§ **TASK MATERIAL**:
//! JSON file-based storage implementation.

use super::{Result, Storage};
use async_trait::async_trait;
use camtuner_types::Channel;
use serde::{Deserialize, Serialize};
use std::path::{Path, PathBuf};
use tokio::fs;
use tokio::sync::Mutex;
use tracing::{debug, info};

/// JSON file storage format.
#[derive(Debug, Clone, Serialize, Deserialize)]
struct StorageFormat {
    version: u32,
    channels: Vec<Channel>,
}

/// Storage backend that persists the lineup to a JSON file.
pub struct JsonFileStorage {
    path: PathBuf,
    /// Serializes writers so two saves never share the temp file
    write_lock: Mutex<()>,
}

impl JsonFileStorage {
    /// Create a new JSON file storage.
    pub fn new(path: impl AsRef<Path>) -> Self {
        Self {
            path: path.as_ref().to_path_buf(),
            write_lock: Mutex::new(()),
        }
    }

    pub fn path(&self) -> &Path {
        &self.path
    }
}

#[async_trait]
impl Storage for JsonFileStorage {
    async fn load_all(&self) -> Result<Vec<Channel>> {
        debug!("Loading channels from {:?}", self.path);

        if !self.path.exists() {
            info!("Storage file does not exist, starting with an empty lineup");
            return Ok(Vec::new());
        }

        let contents = fs::read_to_string(&self.path).await?;
        if contents.trim().is_empty() {
            info!("Storage file is empty, starting with an empty lineup");
            return Ok(Vec::new());
        }

        let storage: StorageFormat = serde_json::from_str(&contents)?;
        info!("Loaded {} channels from storage", storage.channels.len());
        Ok(storage.channels)
    }

    async fn save_all(&self, channels: &[Channel]) -> Result<()> {
        let _guard = self.write_lock.lock().await;
        debug!("Writing {} channels to {:?}", channels.len(), self.path);

        let storage = StorageFormat {
            version: 1,
            channels: channels.iter().map(Channel::without_status).collect(),
        };
        let json = serde_json::to_string_pretty(&storage)?;

        if let Some(parent) = self.path.parent() {
            if !parent.as_os_str().is_empty() && !parent.exists() {
                fs::create_dir_all(parent).await?;
            }
        }

        // Write to temporary file first, then rename (atomic operation)
        let temp_path = self.path.with_extension("tmp");
        fs::write(&temp_path, json).await?;
        fs::rename(&temp_path, &self.path).await?;

        info!("Saved {} channels to storage", channels.len());
        Ok(())
    }
}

§ **HOW TO COMPLETE THIS TASK**: The data above must be reproduced in full, exactly as given.

§ **RESULT FOR THIS EXERCISE**:
//! JSON file-based storage implementation.

use super::{Result, Storage};
use async_trait::async_trait;
use camtuner_types::Channel;
use serde::{Deserialize, Serialize};
use std::path::{Path, PathBuf};
use tokio::fs;
use tokio::sync::Mutex;
use tracing::{debug, info};

/// JSON file storage format.
#[derive(Debug, Clone, Serialize, Deserialize)]
struct StorageFormat {
    version: u32,
    channels: Vec<Channel>,
}

/// Storage backend that persists the lineup to a JSON file.
pub struct JsonFileStorage {
    path: PathBuf,
    /// Serializes writers so two saves never share the temp file
    write_lock: Mutex<()>,
}

impl JsonFileStorage {
    /// Create a new JSON file storage.
    pub fn new(path: impl AsRef<Path>) -> Self {
        Self {
            path: path.as_ref().to_path_buf(),
            write_lock: Mutex::new(()),
        }
    }

    pub fn path(&self) -> &Path {
        &self.path
    }
}

#[async_trait]
impl Storage for JsonFileStorage {
    async fn load_all(&self) -> Result<Vec<Channel>> {
        debug!("Loading channels from {:?}", self.path);

        if !self.path.exists() {
            info!("Storage file does not exist, starting with an empty lineup");
            return Ok(Vec::new());
        }

        let contents = fs::read_to_string(&self.path).await?;
        if contents.trim().is_empty() {
            info!("Storage file is empty, starting with an empty lineup");
            return Ok(Vec::new());
        }

        let storage: StorageFormat = serde_json::from_str(&contents)?;
        info!("Loaded {} channels from storage", storage.channels.len());
        Ok(storage.channels)
    }

    async fn save_all(&self, channels: &[Channel]) -> Result<()> {
        let _guard = self.write_lock.lock().await;
        debug!("Writing {} channels to {:?}", channels.len(), self.path);

        let storage = StorageFormat {
            version: 1,
            channels: channels.iter().map(Channel::without_status).collect(),
        };
        let json = serde_json::to_string_pretty(&storage)?;

        if let Some(parent) = self.path.parent() {
            if !parent.as_os_str().is_empty() && !parent.exists() {
                fs::create_dir_all(parent).await?;
            }
        }

        // Write to temporary file first, then rename (atomic operation)
        let temp_path = self.path.with_extension("tmp");
        fs::write(&temp_path, json).await?;
        fs::rename(&temp_path, &self.path).await?;

        info!("Saved {} channels to storage", channels.len());
        Ok(())
    }
}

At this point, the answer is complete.